Tears poured down the girl’s cheeks. She was still cowering against the bed, trying to conceal her nudity.
“Get dressed,” I said as kindly as I could. I didn’t want to terrify the poor girl to death, though she needed something of a scare so she wouldn’t do something so mind-numbingly stupid again. “And get your friend dressed. I’ll make sure it’s safe to leave.”
I didn’t wait for a reply. I turned and walked out, leaving her to gather what dignity she had left. I probably should have stayed, but, damn it, I was frustrated enough to make a mistake if I stuck around. A part of me had been positive I’d find Jonathan there, but instead, I find a couple of teen girls making the biggest mistake of their young lives.
At least they’d live to regret it. That was more than I could say about many people who tempt fate.
The wolves were long gone by the time I left the library. A faint howl in the distance could have been one of them, or just another were out on patrol. There was no way I could know for sure.
Still, I scouted the area to be certain they were gone. The girls took longer than I liked, but eventually emerged, leaning on one another. They looked terrified and I hoped that would keep them from ever coming back.
Once they were safely away, I headed to the old Den parking garage. The walk was long and as each minute passed, I grew angrier. By the time I headed down into the depths of the garage, I was as pissed as I’d been back in the Den.
“Fuck!” I shouted, kicking a stone across the concrete. It bounded into the darkness and fell silent.
Tears burned my eyes. I wiped them away angrily. I shouldn’t be crying over someone who apparently wanted nothing to do with me, but I couldn’t help it. I’d made a lot of progress in accepting others into my life and then suddenly, they up and vanish on me. It wasn’t something I could easily accept.
I mounted my bike and tore out of the garage. A big part of me wanted to hunt down the two weres, but I resisted. It wouldn’t make me feel better. In fact, it would probably only make me feel guilty.
The first drops of rain pelted me as I sped home, just to accentuate how shitty a night I was having. Could things get any worse?
I was soaking wet and pissed off by the time I got home. I stalked through the kitchen into the dining room, where I threw my weapons down on the table so hard they slid across the surface and fell to the floor on the other side. I looked up to see both Ethan and Jeremy staring at me.
“What?” I said, running my fingers through my wet hair. I was about to say something snarky when I noticed how pale Ethan looked.
Jeremy took a hesitant step forward. “Kat . . .”
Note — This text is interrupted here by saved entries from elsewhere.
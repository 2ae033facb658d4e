// src/error.rs
use axum::{http::StatusCode, response::Html, response::IntoResponse};
use thiserror::Error;

#[derive(Error, Debug)]
pub enum AppError {
    // Falha de transporte ou de descodificação na chamada ao backend
    #[error("Erro ao comunicar com o backend: {0}")]
    HttpError(#[from] reqwest::Error),

    // O backend respondeu, mas com um status de erro
    #[error("O backend respondeu com status {status}: {message}")]
    ApiStatus { status: u16, message: String },

    #[error("Erro de configuração: {0}")]
    Config(String),

    #[error("Erro na sessão: {0}")]
    SessionError(String),

    #[error("Erro ao renderizar template: {0}")]
    TemplateError(#[from] askama::Error),
}

impl From<tower_sessions::session::Error> for AppError {
    fn from(e: tower_sessions::session::Error) -> Self {
        AppError::SessionError(e.to_string())
    }
}

// Como converter AppError numa resposta HTTP
impl IntoResponse for AppError {
    fn into_response(self) -> axum::response::Response {
        // Loga o erro detalhado no servidor
        tracing::error!("Erro processado: {:?}", self);

        let (status, user_message) = match self {
            AppError::HttpError(_) | AppError::ApiStatus { .. } => {
                (StatusCode::BAD_GATEWAY, "Falha ao comunicar com o servidor de alunos.")
            }
            AppError::Config(_) => (StatusCode::INTERNAL_SERVER_ERROR, "Erro de configuração."),
            AppError::SessionError(_) => {
                (StatusCode::INTERNAL_SERVER_ERROR, "Erro na gestão da sua sessão.")
            }
            AppError::TemplateError(_) => {
                (StatusCode::INTERNAL_SERVER_ERROR, "Ocorreu um erro inesperado.")
            }
        };

        (status, Html(format!(r#"
            <!DOCTYPE html><html><head><title>Erro</title><style>body{{font-family:sans-serif;}}</style></head>
            <body><h1>Erro {status_code}</h1><p>{message}</p><a href="/alunos">Voltar</a></body></html>
         "#, status_code=status.as_u16(), message=user_message))).into_response()
    }
}

// Tipo Result padrão para a aplicação
pub type AppResult<T = ()> = Result<T, AppError>;
// src/services/validation.rs
use crate::models::aluno::{AlunoDraft, Field};
use chrono::{DateTime, NaiveDate, Utc};
use regex::Regex;
use std::collections::BTreeMap;
use std::sync::OnceLock;

/// Erros por campo. Um mapa vazio significa rascunho válido.
pub type FieldErrors = BTreeMap<Field, String>;

fn cpf_regex() -> &'static Regex {
    static RE: OnceLock<Regex> = OnceLock::new();
    RE.get_or_init(|| Regex::new(r"^[0-9]{3}\.[0-9]{3}\.[0-9]{3}-[0-9]{2}$").expect("regex do CPF"))
}

// Sem âncoras: aceita o padrão em qualquer ponto do texto
fn celular_regex() -> &'static Regex {
    static RE: OnceLock<Regex> = OnceLock::new();
    RE.get_or_init(|| Regex::new(r"\([0-9]{2}\) [0-9]{5}-[0-9]{4}").expect("regex do celular"))
}

fn email_regex() -> &'static Regex {
    static RE: OnceLock<Regex> = OnceLock::new();
    RE.get_or_init(|| {
        Regex::new(r"^[A-Za-z0-9.!#$%&'*+/=?^_`{|}~-]+@[A-Za-z0-9](?:[A-Za-z0-9-]{0,61}[A-Za-z0-9])?(?:\.[A-Za-z0-9](?:[A-Za-z0-9-]{0,61}[A-Za-z0-9])?)*$")
            .expect("regex do email")
    })
}

/// Interpreta uma data vinda do widget, digitada em pt-BR ou devolvida pelo backend.
pub fn parse_date(input: &str) -> Option<NaiveDate> {
    let input = input.trim();
    if input.is_empty() {
        return None;
    }
    if let Ok(d) = NaiveDate::parse_from_str(input, "%Y-%m-%d") {
        return Some(d);
    }
    if let Ok(d) = NaiveDate::parse_from_str(input, "%d/%m/%Y") {
        return Some(d);
    }
    // Datetime completo: converte para UTC antes de cortar a data
    DateTime::parse_from_rfc3339(input)
        .ok()
        .map(|dt| dt.with_timezone(&Utc).date_naive())
}

/// Normaliza a data para `YYYY-MM-DD`. Devolve `None` se não for uma data.
pub fn normalize_date(input: &str) -> Option<String> {
    parse_date(input).map(|d| d.format("%Y-%m-%d").to_string())
}

/// Valida um único campo. Cada regra é independente das outras.
pub fn validate_field(draft: &AlunoDraft, field: Field) -> Option<String> {
    let value = draft.get(field).trim();

    let message = match field {
        Field::Nome if value.is_empty() => "Nome é obrigatório",
        Field::Cpf if value.is_empty() => "CPF é obrigatório",
        Field::Cpf if !cpf_regex().is_match(value) => "CPF inválido",
        Field::Email if value.is_empty() => "Email é obrigatório",
        Field::Email if !email_regex().is_match(value) => "Email inválido",
        Field::DtNascimento if value.is_empty() => "Data de Nascimento é obrigatória",
        Field::DtNascimento if parse_date(value).is_none() => "Data de Nascimento inválida",
        Field::Celular if value.is_empty() => "Celular é obrigatório",
        Field::Celular if !celular_regex().is_match(value) => "Celular inválido",
        Field::Matricula if value.is_empty() => "Matrícula é obrigatória",
        // Apelido não tem restrição
        _ => return None,
    };
    Some(message.to_string())
}

/// Valida o formulário inteiro.
pub fn validate(draft: &AlunoDraft) -> FieldErrors {
    Field::ALL
        .iter()
        .filter_map(|&field| validate_field(draft, field).map(|msg| (field, msg)))
        .collect()
}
“What’s happened?” My mind raced. Something was clearly wrong. And since Ethan and Jeremy were standing right here, that left only a few possibilities.
My throat went dry. Everything took on an unreal sheen, as if I were looking at the world through a haze of heat. I felt like throwing up.
“I’m not sure,” Jeremy said, carefully. “She hasn’t woken up.”
Keira. Something had happened to Keira. My heart clenched. I strode forward, stopping inches from Jeremy.
“Where is she?” I asked through clenched teeth. If Jonathan died without me . . .
“Kat.” Jeremy licked his lips. “You don’t understand.”
“Where is she?” I shouted. I reached out like I was going to grab him by the shirt, but stopped myself. Beating up on the messenger wouldn’t accomplish anything.
“In your room.” Ethan spoke in a whisper.
I didn’t wait around for them to tell me more. I was positive Keira was lying in my bed, dying from some horrible wound. I needed to see her, needed to find out if she could tell me anything about where Jonathan was, if he was alive or dead.
Jeremy and Ethan followed me up the stairs. I practically ran up them. Jeremy was talking, but I couldn’t make out a word. I had only eyes for the door at the end of the hall.
“Kat . . .” Jeremy said, pleading for me to stop one last time. “It’s not what you think.”
I burst through the door and strode to the bed. The covers were piled up on someone. Blonde hair spread across the pillow.